Top of Data extract

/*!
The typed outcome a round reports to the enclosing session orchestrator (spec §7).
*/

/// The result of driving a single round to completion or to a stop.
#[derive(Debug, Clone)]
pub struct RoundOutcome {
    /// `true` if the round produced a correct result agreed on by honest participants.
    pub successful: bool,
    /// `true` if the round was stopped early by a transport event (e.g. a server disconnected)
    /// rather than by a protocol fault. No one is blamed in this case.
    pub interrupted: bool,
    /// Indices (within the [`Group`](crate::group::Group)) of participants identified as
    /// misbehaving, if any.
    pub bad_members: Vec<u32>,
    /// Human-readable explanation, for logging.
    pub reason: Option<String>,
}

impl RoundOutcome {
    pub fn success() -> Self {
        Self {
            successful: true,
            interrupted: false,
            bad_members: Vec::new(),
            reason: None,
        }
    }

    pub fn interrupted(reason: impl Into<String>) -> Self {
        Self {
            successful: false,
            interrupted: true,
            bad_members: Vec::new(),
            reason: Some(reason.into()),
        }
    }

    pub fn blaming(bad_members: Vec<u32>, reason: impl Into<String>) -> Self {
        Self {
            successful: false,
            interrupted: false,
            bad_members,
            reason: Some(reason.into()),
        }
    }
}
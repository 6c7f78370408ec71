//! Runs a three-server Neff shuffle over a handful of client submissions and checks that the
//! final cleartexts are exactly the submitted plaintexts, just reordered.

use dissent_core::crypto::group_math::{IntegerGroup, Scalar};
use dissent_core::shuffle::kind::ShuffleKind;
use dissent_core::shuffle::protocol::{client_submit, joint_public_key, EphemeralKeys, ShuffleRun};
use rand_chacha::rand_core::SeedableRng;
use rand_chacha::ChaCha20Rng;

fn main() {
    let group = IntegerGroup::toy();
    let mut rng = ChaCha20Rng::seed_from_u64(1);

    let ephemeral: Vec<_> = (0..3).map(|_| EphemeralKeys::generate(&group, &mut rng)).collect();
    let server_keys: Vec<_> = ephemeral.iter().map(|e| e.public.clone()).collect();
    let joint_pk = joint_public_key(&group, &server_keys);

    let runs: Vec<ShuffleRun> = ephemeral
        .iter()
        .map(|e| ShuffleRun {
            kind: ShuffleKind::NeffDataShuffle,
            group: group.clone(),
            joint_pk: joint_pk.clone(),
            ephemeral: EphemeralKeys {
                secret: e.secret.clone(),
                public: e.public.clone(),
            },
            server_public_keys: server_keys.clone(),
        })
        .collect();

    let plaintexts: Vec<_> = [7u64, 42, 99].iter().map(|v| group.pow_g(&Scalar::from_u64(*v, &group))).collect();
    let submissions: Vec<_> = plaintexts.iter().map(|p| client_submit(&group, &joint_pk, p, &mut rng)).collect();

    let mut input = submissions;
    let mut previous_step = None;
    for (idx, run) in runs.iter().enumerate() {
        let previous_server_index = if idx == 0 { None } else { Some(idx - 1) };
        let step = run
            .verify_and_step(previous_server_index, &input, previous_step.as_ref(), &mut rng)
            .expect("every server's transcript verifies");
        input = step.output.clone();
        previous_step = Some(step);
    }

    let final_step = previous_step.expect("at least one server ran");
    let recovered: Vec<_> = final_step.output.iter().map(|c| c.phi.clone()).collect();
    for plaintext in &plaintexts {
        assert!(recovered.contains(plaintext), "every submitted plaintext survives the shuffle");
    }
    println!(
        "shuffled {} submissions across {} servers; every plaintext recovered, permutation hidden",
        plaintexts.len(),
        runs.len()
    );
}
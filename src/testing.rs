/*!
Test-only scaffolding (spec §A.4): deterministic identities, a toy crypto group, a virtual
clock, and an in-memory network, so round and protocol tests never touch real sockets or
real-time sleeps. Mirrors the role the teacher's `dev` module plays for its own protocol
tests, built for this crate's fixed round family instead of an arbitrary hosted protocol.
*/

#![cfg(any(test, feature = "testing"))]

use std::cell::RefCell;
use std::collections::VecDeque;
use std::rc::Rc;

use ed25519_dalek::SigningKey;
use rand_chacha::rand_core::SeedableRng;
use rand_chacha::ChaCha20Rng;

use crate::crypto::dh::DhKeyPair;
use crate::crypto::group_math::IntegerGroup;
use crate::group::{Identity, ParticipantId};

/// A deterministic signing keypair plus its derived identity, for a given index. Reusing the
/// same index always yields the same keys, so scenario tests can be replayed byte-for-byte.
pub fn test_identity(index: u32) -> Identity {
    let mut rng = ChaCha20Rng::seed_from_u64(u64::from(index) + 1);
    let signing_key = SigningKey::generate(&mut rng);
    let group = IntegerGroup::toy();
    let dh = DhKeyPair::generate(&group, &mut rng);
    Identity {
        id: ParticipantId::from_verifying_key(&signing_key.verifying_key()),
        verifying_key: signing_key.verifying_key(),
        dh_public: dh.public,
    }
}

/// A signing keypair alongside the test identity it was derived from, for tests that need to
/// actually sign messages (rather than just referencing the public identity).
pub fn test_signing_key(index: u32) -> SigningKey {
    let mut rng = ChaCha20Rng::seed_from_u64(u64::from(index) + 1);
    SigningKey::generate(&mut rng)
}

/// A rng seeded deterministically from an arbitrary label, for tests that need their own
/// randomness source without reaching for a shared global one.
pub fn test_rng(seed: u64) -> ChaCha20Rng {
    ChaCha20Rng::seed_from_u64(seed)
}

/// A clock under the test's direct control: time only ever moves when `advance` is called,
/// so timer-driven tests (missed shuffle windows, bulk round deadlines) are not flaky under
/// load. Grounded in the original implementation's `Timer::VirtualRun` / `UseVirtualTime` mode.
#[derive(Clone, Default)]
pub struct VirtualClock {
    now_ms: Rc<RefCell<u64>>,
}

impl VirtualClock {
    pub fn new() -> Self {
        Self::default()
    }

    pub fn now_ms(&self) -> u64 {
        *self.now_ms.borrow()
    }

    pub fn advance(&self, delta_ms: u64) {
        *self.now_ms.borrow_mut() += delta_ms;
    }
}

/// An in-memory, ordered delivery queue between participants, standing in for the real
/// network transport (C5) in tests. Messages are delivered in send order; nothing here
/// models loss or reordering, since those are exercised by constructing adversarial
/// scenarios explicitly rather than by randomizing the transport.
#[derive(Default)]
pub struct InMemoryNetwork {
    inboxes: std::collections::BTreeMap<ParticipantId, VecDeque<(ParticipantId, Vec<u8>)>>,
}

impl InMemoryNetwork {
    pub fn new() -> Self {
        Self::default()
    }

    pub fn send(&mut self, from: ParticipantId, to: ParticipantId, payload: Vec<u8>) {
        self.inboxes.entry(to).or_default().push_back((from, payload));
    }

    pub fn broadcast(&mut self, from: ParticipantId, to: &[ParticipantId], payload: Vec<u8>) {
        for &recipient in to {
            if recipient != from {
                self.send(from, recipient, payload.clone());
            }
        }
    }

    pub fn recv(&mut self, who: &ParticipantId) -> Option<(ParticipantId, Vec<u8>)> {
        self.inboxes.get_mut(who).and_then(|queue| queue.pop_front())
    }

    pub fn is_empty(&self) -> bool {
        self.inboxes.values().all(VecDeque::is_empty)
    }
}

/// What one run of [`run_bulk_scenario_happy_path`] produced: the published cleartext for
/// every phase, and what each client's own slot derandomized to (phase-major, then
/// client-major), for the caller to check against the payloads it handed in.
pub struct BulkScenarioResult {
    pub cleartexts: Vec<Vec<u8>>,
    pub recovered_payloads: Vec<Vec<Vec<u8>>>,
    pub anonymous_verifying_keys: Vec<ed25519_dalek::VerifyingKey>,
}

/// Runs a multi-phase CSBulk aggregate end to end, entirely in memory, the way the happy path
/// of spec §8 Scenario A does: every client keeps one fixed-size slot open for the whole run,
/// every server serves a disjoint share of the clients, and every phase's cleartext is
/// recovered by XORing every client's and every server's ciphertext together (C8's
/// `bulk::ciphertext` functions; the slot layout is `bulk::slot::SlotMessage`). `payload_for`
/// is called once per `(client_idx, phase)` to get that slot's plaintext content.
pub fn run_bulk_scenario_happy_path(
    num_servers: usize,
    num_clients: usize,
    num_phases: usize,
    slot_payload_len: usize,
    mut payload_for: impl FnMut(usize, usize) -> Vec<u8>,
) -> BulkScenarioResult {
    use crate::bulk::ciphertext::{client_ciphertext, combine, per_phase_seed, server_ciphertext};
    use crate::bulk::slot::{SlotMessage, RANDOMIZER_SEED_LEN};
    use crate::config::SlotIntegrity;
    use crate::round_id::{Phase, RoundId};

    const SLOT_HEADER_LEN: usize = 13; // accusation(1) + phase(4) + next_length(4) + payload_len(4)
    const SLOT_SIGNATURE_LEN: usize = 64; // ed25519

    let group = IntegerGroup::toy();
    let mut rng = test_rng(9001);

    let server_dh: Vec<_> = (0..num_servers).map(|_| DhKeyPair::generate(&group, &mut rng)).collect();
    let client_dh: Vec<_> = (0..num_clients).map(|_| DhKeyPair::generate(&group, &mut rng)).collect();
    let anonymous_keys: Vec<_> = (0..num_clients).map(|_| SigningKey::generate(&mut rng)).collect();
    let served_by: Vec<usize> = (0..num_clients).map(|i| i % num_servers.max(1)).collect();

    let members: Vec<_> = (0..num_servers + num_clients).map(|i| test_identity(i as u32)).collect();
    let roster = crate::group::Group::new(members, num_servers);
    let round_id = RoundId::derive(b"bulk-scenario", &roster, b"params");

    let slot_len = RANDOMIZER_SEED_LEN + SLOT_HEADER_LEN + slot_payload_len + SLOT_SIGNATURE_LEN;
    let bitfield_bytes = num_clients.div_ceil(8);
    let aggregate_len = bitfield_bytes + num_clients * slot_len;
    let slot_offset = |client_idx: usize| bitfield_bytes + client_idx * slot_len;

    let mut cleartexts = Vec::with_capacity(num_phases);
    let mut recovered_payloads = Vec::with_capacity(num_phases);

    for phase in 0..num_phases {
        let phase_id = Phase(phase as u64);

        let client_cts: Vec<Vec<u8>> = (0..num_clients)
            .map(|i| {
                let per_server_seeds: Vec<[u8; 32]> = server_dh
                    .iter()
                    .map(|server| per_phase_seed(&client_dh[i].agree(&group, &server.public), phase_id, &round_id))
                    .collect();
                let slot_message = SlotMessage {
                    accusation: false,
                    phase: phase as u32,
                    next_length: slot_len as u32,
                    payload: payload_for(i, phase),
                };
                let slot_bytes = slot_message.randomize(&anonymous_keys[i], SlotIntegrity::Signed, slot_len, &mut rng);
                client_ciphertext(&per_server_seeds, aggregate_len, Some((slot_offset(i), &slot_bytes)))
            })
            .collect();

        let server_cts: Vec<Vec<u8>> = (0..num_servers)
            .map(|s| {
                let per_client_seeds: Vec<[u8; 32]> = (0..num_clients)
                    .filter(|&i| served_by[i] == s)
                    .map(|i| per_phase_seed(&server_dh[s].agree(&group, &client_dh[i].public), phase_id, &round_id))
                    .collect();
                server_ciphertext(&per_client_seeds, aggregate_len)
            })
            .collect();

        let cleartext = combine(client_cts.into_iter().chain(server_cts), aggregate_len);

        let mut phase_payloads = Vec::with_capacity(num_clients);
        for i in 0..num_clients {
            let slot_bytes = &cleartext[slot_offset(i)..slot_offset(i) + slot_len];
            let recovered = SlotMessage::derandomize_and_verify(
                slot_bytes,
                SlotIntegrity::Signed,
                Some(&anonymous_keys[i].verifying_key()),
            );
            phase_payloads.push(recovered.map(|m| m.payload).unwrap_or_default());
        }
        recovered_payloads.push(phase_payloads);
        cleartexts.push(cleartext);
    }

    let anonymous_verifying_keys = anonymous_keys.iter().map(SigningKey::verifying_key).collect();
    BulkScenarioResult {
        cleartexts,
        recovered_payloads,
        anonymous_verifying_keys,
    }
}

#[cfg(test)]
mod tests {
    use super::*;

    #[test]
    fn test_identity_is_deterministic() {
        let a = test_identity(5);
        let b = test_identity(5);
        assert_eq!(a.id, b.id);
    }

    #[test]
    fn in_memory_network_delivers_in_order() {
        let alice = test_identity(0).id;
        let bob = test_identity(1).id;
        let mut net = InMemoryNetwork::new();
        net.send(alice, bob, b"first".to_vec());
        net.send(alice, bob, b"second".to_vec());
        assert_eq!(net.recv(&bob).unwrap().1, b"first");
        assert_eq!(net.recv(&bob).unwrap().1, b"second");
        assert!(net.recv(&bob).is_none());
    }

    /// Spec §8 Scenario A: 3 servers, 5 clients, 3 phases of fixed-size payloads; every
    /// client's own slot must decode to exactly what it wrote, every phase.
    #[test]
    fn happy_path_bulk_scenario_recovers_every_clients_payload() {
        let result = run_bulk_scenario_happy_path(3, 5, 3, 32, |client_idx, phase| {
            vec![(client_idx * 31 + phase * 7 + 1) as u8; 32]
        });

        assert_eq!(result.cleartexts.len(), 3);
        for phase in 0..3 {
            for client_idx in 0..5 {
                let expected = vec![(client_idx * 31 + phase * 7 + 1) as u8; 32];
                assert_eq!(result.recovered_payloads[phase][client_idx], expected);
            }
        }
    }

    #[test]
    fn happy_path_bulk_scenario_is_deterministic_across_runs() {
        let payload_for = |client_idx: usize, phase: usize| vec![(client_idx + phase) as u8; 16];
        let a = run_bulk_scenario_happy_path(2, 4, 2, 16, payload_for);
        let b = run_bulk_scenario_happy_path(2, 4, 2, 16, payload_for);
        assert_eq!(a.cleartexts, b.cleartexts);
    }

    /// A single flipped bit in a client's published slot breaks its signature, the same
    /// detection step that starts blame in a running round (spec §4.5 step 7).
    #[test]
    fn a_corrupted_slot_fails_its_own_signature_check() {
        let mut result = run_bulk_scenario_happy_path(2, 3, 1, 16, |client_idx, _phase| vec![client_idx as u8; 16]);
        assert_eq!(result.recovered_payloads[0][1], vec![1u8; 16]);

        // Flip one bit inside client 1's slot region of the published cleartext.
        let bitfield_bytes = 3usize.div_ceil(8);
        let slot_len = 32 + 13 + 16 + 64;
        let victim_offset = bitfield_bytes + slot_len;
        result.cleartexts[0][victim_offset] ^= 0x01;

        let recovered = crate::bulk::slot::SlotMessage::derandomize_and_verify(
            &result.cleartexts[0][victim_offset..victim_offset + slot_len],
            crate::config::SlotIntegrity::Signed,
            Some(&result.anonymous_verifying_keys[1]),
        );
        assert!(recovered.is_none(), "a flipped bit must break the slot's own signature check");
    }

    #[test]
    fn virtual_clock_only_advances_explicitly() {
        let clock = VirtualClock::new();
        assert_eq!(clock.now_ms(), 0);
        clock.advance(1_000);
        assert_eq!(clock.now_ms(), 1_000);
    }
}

Bottom of Data extract
Top of Data extract

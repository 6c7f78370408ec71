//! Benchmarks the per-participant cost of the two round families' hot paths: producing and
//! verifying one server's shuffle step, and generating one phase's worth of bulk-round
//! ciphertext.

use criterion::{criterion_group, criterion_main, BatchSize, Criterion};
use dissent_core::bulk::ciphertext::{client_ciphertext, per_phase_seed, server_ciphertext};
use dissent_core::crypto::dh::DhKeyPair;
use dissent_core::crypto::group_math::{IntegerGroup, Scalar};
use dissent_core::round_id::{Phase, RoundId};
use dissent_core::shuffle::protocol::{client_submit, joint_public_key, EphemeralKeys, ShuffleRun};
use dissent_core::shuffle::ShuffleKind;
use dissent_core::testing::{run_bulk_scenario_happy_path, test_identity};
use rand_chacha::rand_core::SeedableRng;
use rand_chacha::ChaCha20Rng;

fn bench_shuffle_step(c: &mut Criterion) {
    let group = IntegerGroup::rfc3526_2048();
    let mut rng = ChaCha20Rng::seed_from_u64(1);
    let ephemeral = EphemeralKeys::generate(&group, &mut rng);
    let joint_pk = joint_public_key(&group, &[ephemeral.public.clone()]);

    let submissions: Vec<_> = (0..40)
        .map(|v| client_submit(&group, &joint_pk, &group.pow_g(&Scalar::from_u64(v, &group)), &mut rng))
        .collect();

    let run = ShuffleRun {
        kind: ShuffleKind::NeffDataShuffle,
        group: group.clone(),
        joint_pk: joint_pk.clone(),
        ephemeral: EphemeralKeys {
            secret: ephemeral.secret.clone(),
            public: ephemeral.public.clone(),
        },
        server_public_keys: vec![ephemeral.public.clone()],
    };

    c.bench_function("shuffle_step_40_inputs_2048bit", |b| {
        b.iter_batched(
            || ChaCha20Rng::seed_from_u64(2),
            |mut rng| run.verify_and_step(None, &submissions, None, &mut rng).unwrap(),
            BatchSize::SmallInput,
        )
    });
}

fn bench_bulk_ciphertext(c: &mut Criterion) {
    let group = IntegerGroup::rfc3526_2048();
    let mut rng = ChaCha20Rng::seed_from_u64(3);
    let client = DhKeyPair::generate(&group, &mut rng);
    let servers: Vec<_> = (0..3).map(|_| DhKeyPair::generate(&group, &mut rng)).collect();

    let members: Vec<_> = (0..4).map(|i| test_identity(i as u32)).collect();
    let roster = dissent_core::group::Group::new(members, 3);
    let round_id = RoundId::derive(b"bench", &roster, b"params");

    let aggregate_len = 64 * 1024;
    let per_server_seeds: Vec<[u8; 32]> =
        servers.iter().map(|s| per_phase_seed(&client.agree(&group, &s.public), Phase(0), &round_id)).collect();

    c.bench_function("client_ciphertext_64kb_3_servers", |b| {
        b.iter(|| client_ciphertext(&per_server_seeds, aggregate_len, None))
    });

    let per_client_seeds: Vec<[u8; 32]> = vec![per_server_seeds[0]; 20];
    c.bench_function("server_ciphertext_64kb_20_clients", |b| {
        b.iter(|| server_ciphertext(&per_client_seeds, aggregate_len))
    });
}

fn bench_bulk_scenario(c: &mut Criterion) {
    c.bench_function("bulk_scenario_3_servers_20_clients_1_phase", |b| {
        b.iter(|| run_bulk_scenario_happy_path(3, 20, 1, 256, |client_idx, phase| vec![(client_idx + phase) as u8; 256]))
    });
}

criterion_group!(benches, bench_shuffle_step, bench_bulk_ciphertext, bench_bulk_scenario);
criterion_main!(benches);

Bottom of Data extract

» **What you are asked to do**
Each line in the data that holds the string "than" must be returned.

» **Written response**
    /// rather than by a protocol fault. No one is blamed in this case.
/// actually sign messages (rather than just referencing the public identity).
/// scenarios explicitly rather than by randomizing the transport.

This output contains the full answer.